Extracted records
————

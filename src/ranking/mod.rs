//! Relevance ranking
//!
//! A document's relevance to a query is the number of *distinct* query terms
//! it contains. Both sides are reduced to term sets before they are
//! intersected ([`terms::TermSet`]), so repeated words never inflate a score.

pub mod ranker;
pub mod terms;

pub use ranker::{rank, RelevanceRanker};
pub use terms::TermSet;
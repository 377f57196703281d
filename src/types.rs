//! Core types for film_search
//!
//! This module defines the data structures shared by the ranker and the
//! surrounding search layer: documents, scored results, and configuration.

use crate::errors::{Result, SearchError};
use serde::{Deserialize, Serialize};

// ============================================================================
// Document
// ============================================================================

/// A document handed to the ranker: an opaque identifier plus its text body.
///
/// The identifier is never inspected, only cloned into the results, so any
/// `Clone` type works (film ids, strings, JSON values).
#[derive(Debug, Clone, PartialEq, Eq, Serialize, Deserialize)]
pub struct Document<Id> {
    /// Caller-owned identifier
    pub id: Id,
    /// Searchable text body
    pub text: String,
}

impl<Id> Document<Id> {
    /// Create a new document
    pub fn new(id: Id, text: impl Into<String>) -> Self {
        Self {
            id,
            text: text.into(),
        }
    }
}

impl<Id, S: Into<String>> From<(Id, S)> for Document<Id> {
    fn from((id, text): (Id, S)) -> Self {
        Self::new(id, text)
    }
}

// ============================================================================
// Scored Document
// ============================================================================

/// One entry of a ranked result: a document identifier and its relevance.
///
/// Relevance is the number of distinct query terms found in the document,
/// and is always at least 1 for anything the ranker returns.
#[derive(Debug, Clone, PartialEq, Eq, Hash, Serialize, Deserialize)]
pub struct ScoredDocument<Id> {
    pub id: Id,
    pub relevance: usize,
}

impl<Id> ScoredDocument<Id> {
    pub fn new(id: Id, relevance: usize) -> Self {
        Self { id, relevance }
    }

    /// Convert into an `(id, relevance)` tuple
    pub fn into_pair(self) -> (Id, usize) {
        (self.id, self.relevance)
    }
}

// ============================================================================
// Match Mode
// ============================================================================

/// How documents are admitted into the ranked output
#[derive(Debug, Clone, Copy, PartialEq, Eq, Hash, Default, Serialize, Deserialize)]
#[serde(rename_all = "snake_case")]
pub enum MatchMode {
    /// Any overlap counts; documents are ranked by how many distinct query
    /// terms they contain.
    #[default]
    Any,
    /// Only documents containing every distinct query term are returned.
    All,
}

impl MatchMode {
    /// Whether a document with `relevance` overlapping terms out of
    /// `query_terms` distinct query terms is admitted.
    pub fn admits(self, relevance: usize, query_terms: usize) -> bool {
        match self {
            MatchMode::Any => relevance > 0,
            MatchMode::All => relevance > 0 && relevance == query_terms,
        }
    }
}

impl std::str::FromStr for MatchMode {
    type Err = SearchError;

    fn from_str(value: &str) -> std::result::Result<Self, Self::Err> {
        match value.to_lowercase().as_str() {
            "any" => Ok(MatchMode::Any),
            "all" => Ok(MatchMode::All),
            other => Err(SearchError::invalid_config(format!(
                "unknown match mode '{other}', expected 'any' or 'all'"
            ))),
        }
    }
}

// ============================================================================
// Configuration
// ============================================================================

/// Corpus size at which scoring moves onto the rayon thread pool
pub const DEFAULT_PARALLEL_THRESHOLD: usize = 2048;

/// Configuration for relevance ranking and keyword search
#[derive(Debug, Clone, PartialEq, Serialize, Deserialize)]
pub struct RankConfig {
    /// Document admission rule
    #[serde(default)]
    pub match_mode: MatchMode,
    /// Number of top results to return (0 = all)
    #[serde(default)]
    pub top_n: usize,
    /// Additional stopwords merged into every ranking call
    #[serde(default)]
    pub stopwords: Vec<String>,
    /// Minimum corpus size for parallel scoring (`None` = always sequential)
    #[serde(default = "default_parallel_threshold")]
    pub parallel_threshold: Option<usize>,
    /// Language the query translator is asked to produce
    #[serde(default = "default_target_language")]
    pub target_language: String,
}

fn default_parallel_threshold() -> Option<usize> {
    Some(DEFAULT_PARALLEL_THRESHOLD)
}

fn default_target_language() -> String {
    "en".to_string()
}

impl Default for RankConfig {
    fn default() -> Self {
        Self {
            match_mode: MatchMode::Any,
            top_n: 0,
            stopwords: Vec::new(),
            parallel_threshold: default_parallel_threshold(),
            target_language: default_target_language(),
        }
    }
}

/// Reject stopwords that are empty or contain whitespace.
///
/// Tokens never contain whitespace, so such a stopword could never match.
pub fn validate_stopwords<S: AsRef<str>>(words: &[S]) -> Result<()> {
    if let Some(word) = words
        .iter()
        .map(AsRef::as_ref)
        .find(|w| w.is_empty() || w.chars().any(char::is_whitespace))
    {
        return Err(SearchError::invalid_config(format!(
            "stopword {word:?} must be a single non-empty word"
        )));
    }
    Ok(())
}

impl RankConfig {
    /// Create a new config with default values
    pub fn new() -> Self {
        Self::default()
    }

    /// Validate the configuration
    pub fn validate(&self) -> Result<()> {
        if self.parallel_threshold == Some(0) {
            return Err(SearchError::invalid_config(
                "parallel_threshold must be > 0 when set",
            ));
        }

        if self.target_language.trim().is_empty() {
            return Err(SearchError::invalid_config(
                "target_language must not be empty",
            ));
        }

        validate_stopwords(&self.stopwords)
    }

    /// Whether a corpus of `corpus_len` documents should be scored in parallel
    pub fn use_parallel(&self, corpus_len: usize) -> bool {
        self.parallel_threshold
            .is_some_and(|threshold| corpus_len >= threshold)
    }

    /// Builder method: set match mode
    pub fn with_match_mode(mut self, mode: MatchMode) -> Self {
        self.match_mode = mode;
        self
    }

    /// Builder method: set top N results to return
    pub fn with_top_n(mut self, top_n: usize) -> Self {
        self.top_n = top_n;
        self
    }

    /// Builder method: set additional stopwords
    pub fn with_stopwords<I, S>(mut self, words: I) -> Self
    where
        I: IntoIterator<Item = S>,
        S: Into<String>,
    {
        self.stopwords = words.into_iter().map(Into::into).collect();
        self
    }

    /// Builder method: set the parallel scoring threshold
    pub fn with_parallel_threshold(mut self, threshold: Option<usize>) -> Self {
        self.parallel_threshold = threshold;
        self
    }

    /// Builder method: set the translation target language
    pub fn with_target_language(mut self, language: impl Into<String>) -> Self {
        self.target_language = language.into();
        self
    }
}
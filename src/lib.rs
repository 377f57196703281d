//! # film_search
//!
//! Keyword relevance ranking for a film catalog, with genre/year lookups and
//! query popularity statistics.
//!
//! The ranking core is small and pure: a query and every document are
//! lower-cased and split on whitespace, stopwords are removed from the query
//! only, and each document scores the number of *distinct* query terms it
//! contains. Documents are returned by descending score, ties in corpus
//! order.
//!
//! ```
//! use film_search::{rank, Document, StopwordFilter};
//!
//! let corpus = vec![
//!     Document::new(1, "the great escape"),
//!     Document::new(2, "great gatsby novel"),
//!     Document::new(3, "space odyssey"),
//! ];
//! let ranked = rank(&corpus, "great adventure", &StopwordFilter::empty());
//! let ids: Vec<_> = ranked.iter().map(|r| (r.id, r.relevance)).collect();
//! assert_eq!(ids, vec![(1, 1), (2, 1)]);
//! ```
//!
//! ## Features
//!
//! - `tracing` (default): spans and debug events around each ranking stage

// ---------------------------------------------------------------------------
// Conditional tracing support
// ---------------------------------------------------------------------------

/// Enter a tracing span for a ranking stage (when the `tracing` feature is
/// enabled). When disabled, this is a no-op and the compiler eliminates it.
macro_rules! trace_stage {
    ($name:expr) => {
        #[cfg(feature = "tracing")]
        let _span = tracing::info_span!("stage", stage = $name).entered();
    };
}

/// Emit a `tracing::debug!` event when the `tracing` feature is enabled.
macro_rules! trace_event {
    ($($arg:tt)*) => {
        #[cfg(feature = "tracing")]
        tracing::debug!($($arg)*);
    };
}

pub mod catalog;
pub mod errors;
pub mod json;
pub mod nlp;
pub mod provider;
pub mod query_log;
pub mod ranking;
pub mod search;
pub mod types;

// Re-export commonly used types
pub use errors::{Result, SearchError};
pub use types::{Document, MatchMode, RankConfig, ScoredDocument};

// Re-export main functionality
pub use catalog::{Catalog, Film};
pub use nlp::{
    stopwords::{filter_stop_words, StopwordFilter},
    tokenizer::{tokenize, Tokenizer},
};
pub use provider::{CorpusProvider, IdentityTranslator, PhraseTableTranslator, QueryTranslator};
pub use query_log::{
    QueryCount, QueryKind, QueryLog, QueryStatistics, DEFAULT_POPULAR_LIMIT, TOP_QUERIES,
};
pub use ranking::{rank, RelevanceRanker, TermSet};
pub use search::{SearchHit, SearchService};

/// Library version
pub const VERSION: &str = env!("CARGO_PKG_VERSION");
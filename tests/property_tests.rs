//! Property-based tests using proptest

use film_search::*;
use proptest::prelude::*;
use std::collections::HashSet;

/// Text drawn from a small vocabulary so that overlaps are common
fn text_strategy() -> impl Strategy<Value = String> {
    prop::collection::vec(
        prop::sample::select(vec![
            "The", "great", "ESCAPE", "space", "odyssey", "a", "of", "drama", "Epic", "cat",
        ]),
        0..12,
    )
    .prop_flat_map(|words| {
        let n = words.len();
        (
            Just(words),
            prop::collection::vec(prop::sample::select(vec![" ", "  ", "\t", "\n"]), n),
        )
    })
    .prop_map(|(words, seps)| {
        words
            .iter()
            .zip(seps.iter())
            .map(|(w, s)| format!("{s}{w}"))
            .collect::<String>()
    })
}

fn corpus_strategy() -> impl Strategy<Value = Vec<Document<usize>>> {
    prop::collection::vec(text_strategy(), 0..20).prop_map(|texts| {
        texts
            .into_iter()
            .enumerate()
            .map(|(i, t)| Document::new(i, t))
            .collect()
    })
}

fn stopword_strategy() -> impl Strategy<Value = StopwordFilter> {
    prop::collection::vec(prop::sample::select(vec!["the", "a", "of", "cat"]), 0..4)
        .prop_map(|words| StopwordFilter::from_list(&words))
}

proptest! {
    #![proptest_config(ProptestConfig::with_cases(64))]

    #[test]
    fn test_tokens_are_nonempty_and_lowercase(text in "[a-zA-ZÀ-ÖØ-öø-ÿА-яЁё0-9 \\t\\n.,!]{0,60}") {
        for token in tokenize(&text) {
            prop_assert!(!token.is_empty());
            prop_assert!(!token.chars().any(char::is_whitespace));
            prop_assert_eq!(token.to_lowercase(), token.clone());
        }
    }

    #[test]
    fn test_filter_removes_stopwords_and_keeps_order(
        text in text_strategy(),
        stop in stopword_strategy()
    ) {
        let tokens = tokenize(&text);
        let kept = filter_stop_words(tokens.clone(), &stop);

        prop_assert!(kept.iter().all(|t| !stop.is_stopword(t)));

        // `kept` is a subsequence of `tokens`.
        let mut remaining = tokens.iter();
        for token in &kept {
            prop_assert!(remaining.any(|t| t == token));
        }
    }

    #[test]
    fn test_relevance_counts_distinct_terms(
        corpus in corpus_strategy(),
        query in text_strategy(),
        stop in stopword_strategy()
    ) {
        let query_terms: HashSet<String> =
            filter_stop_words(tokenize(&query), &stop).into_iter().collect();

        for scored in rank(&corpus, &query, &stop) {
            let doc_terms: HashSet<String> =
                tokenize(&corpus[scored.id].text).into_iter().collect();
            let expected = doc_terms.intersection(&query_terms).count();
            prop_assert_eq!(scored.relevance, expected);
            prop_assert!(scored.relevance <= query_terms.len());
        }
    }

    #[test]
    fn test_output_sorted_and_stable(
        corpus in corpus_strategy(),
        query in text_strategy()
    ) {
        let ranked = rank(&corpus, &query, &StopwordFilter::empty());
        for pair in ranked.windows(2) {
            prop_assert!(pair[0].relevance >= pair[1].relevance);
            if pair[0].relevance == pair[1].relevance {
                // Ids are corpus positions, so equal scores keep corpus order.
                prop_assert!(pair[0].id < pair[1].id);
            }
        }
    }

    #[test]
    fn test_every_nonzero_document_is_returned(
        corpus in corpus_strategy(),
        query in text_strategy()
    ) {
        let ranker = RelevanceRanker::new();
        let terms = ranker.query_terms(&query, &StopwordFilter::empty());
        let ranked = ranker.rank(&corpus, &query, &StopwordFilter::empty());

        let returned: HashSet<usize> = ranked.iter().map(|r| r.id).collect();
        for doc in &corpus {
            let score = ranker.score(&doc.text, &terms);
            prop_assert_eq!(returned.contains(&doc.id), score > 0);
        }
    }

    #[test]
    fn test_empty_query_and_empty_corpus(corpus in corpus_strategy(), query in text_strategy()) {
        prop_assert!(rank(&corpus, "", &StopwordFilter::empty()).is_empty());
        let none: Vec<Document<usize>> = Vec::new();
        prop_assert!(rank(&none, &query, &StopwordFilter::empty()).is_empty());
    }

    #[test]
    fn test_parallel_matches_sequential(
        corpus in corpus_strategy(),
        query in text_strategy()
    ) {
        let sequential = RelevanceRanker::with_config(
            RankConfig::default().with_parallel_threshold(None),
        );
        let parallel = RelevanceRanker::with_config(
            RankConfig::default().with_parallel_threshold(Some(1)),
        );
        prop_assert_eq!(
            sequential.rank(&corpus, &query, &StopwordFilter::empty()),
            parallel.rank(&corpus, &query, &StopwordFilter::empty())
        );
    }

    #[test]
    fn test_match_all_is_subset_of_any(
        corpus in corpus_strategy(),
        query in text_strategy()
    ) {
        let any = RelevanceRanker::new().rank(&corpus, &query, &StopwordFilter::empty());
        let all = RelevanceRanker::with_config(
            RankConfig::default().with_match_mode(MatchMode::All),
        )
        .rank(&corpus, &query, &StopwordFilter::empty());

        let any_ids: HashSet<usize> = any.iter().map(|r| r.id).collect();
        prop_assert!(all.iter().all(|r| any_ids.contains(&r.id)));
    }

    #[test]
    fn test_top_n_respects_limit(
        corpus in corpus_strategy(),
        query in text_strategy(),
        top_n in 1usize..5
    ) {
        let full = RelevanceRanker::new().rank(&corpus, &query, &StopwordFilter::empty());
        let limited = RelevanceRanker::with_config(RankConfig::default().with_top_n(top_n))
            .rank(&corpus, &query, &StopwordFilter::empty());

        prop_assert!(limited.len() <= top_n);
        prop_assert_eq!(&limited[..], &full[..limited.len()]);
    }

    #[test]
    fn test_popular_counts_sum_to_total(
        texts in prop::collection::vec("[a-c]{1,2}", 0..30)
    ) {
        let mut log = QueryLog::new();
        for text in &texts {
            log.record(text.as_str(), QueryKind::Keyword);
        }
        let popular = log.popular(0);
        let sum: usize = popular.iter().map(|q| q.count).sum();
        prop_assert_eq!(sum, texts.len());
        prop_assert_eq!(popular.len(), log.statistics().unique);
        for pair in popular.windows(2) {
            prop_assert!(pair[0].count >= pair[1].count);
        }
    }
}
//! Seams to the collaborators outside this crate.
//!
//! Where the documents come from and how a query gets translated are owned
//! by the host application (a database layer, a localization service). The
//! search layer only sees these two traits.

use crate::errors::{Result, SearchError};
use crate::types::Document;

// ============================================================================
// CorpusProvider
// ============================================================================

/// Supplies the ordered corpus that keyword queries are ranked against.
///
/// # Contract
///
/// - Each document's text is the complete searchable string (for films,
///   title and description joined by a single space).
/// - Order is significant: it is the tie-break order of the ranked output.
/// - Failing to produce the corpus is reported as [`SearchError::Corpus`].
pub trait CorpusProvider {
    /// Identifier carried through to the ranked results
    type Id: Clone + Send + Sync;

    /// Produce the corpus in its canonical order
    fn corpus(&self) -> Result<Vec<Document<Self::Id>>>;
}

impl<Id: Clone + Send + Sync> CorpusProvider for Vec<Document<Id>> {
    type Id = Id;

    fn corpus(&self) -> Result<Vec<Document<Id>>> {
        Ok(self.clone())
    }
}

impl<P: CorpusProvider + ?Sized> CorpusProvider for &P {
    type Id = P::Id;

    fn corpus(&self) -> Result<Vec<Document<Self::Id>>> {
        (**self).corpus()
    }
}

// ============================================================================
// QueryTranslator
// ============================================================================

/// Rewrites a raw user query into the language the corpus is written in.
///
/// The ranker applies no language-specific logic; whatever text the
/// translator returns is what gets tokenized.
pub trait QueryTranslator {
    fn translate(&self, query: &str, target_language: &str) -> Result<String>;
}

/// Passes queries through unchanged.
#[derive(Debug, Clone, Copy, Default)]
pub struct IdentityTranslator;

impl QueryTranslator for IdentityTranslator {
    #[inline]
    fn translate(&self, query: &str, _target_language: &str) -> Result<String> {
        Ok(query.to_string())
    }
}

/// Any `Fn(&str, &str) -> Result<String>` closure is a translator.
impl<F> QueryTranslator for F
where
    F: Fn(&str, &str) -> Result<String>,
{
    fn translate(&self, query: &str, target_language: &str) -> Result<String> {
        self(query, target_language)
    }
}

/// Looks queries up in a fixed phrase table; unknown queries fail.
///
/// Useful for tests and for hosts that pre-translate a closed vocabulary.
#[derive(Debug, Clone, Default)]
pub struct PhraseTableTranslator {
    entries: rustc_hash::FxHashMap<(String, String), String>,
}

impl PhraseTableTranslator {
    pub fn new() -> Self {
        Self::default()
    }

    /// Register the translation of `query` into `target_language`
    pub fn insert(
        &mut self,
        query: impl Into<String>,
        target_language: impl Into<String>,
        translation: impl Into<String>,
    ) {
        self.entries.insert(
            (query.into(), target_language.into()),
            translation.into(),
        );
    }

    /// Builder form of [`insert`](Self::insert)
    pub fn with_entry(
        mut self,
        query: impl Into<String>,
        target_language: impl Into<String>,
        translation: impl Into<String>,
    ) -> Self {
        self.insert(query, target_language, translation);
        self
    }
}

impl QueryTranslator for PhraseTableTranslator {
    fn translate(&self, query: &str, target_language: &str) -> Result<String> {
        self.entries
            .get(&(query.to_string(), target_language.to_string()))
            .cloned()
            .ok_or_else(|| {
                SearchError::translation(format!(
                    "no '{target_language}' translation for {query:?}"
                ))
            })
    }
}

————

Exercise: Report the number of lines in the entries above that include the word "other" and add nothing to it.

Solution: 2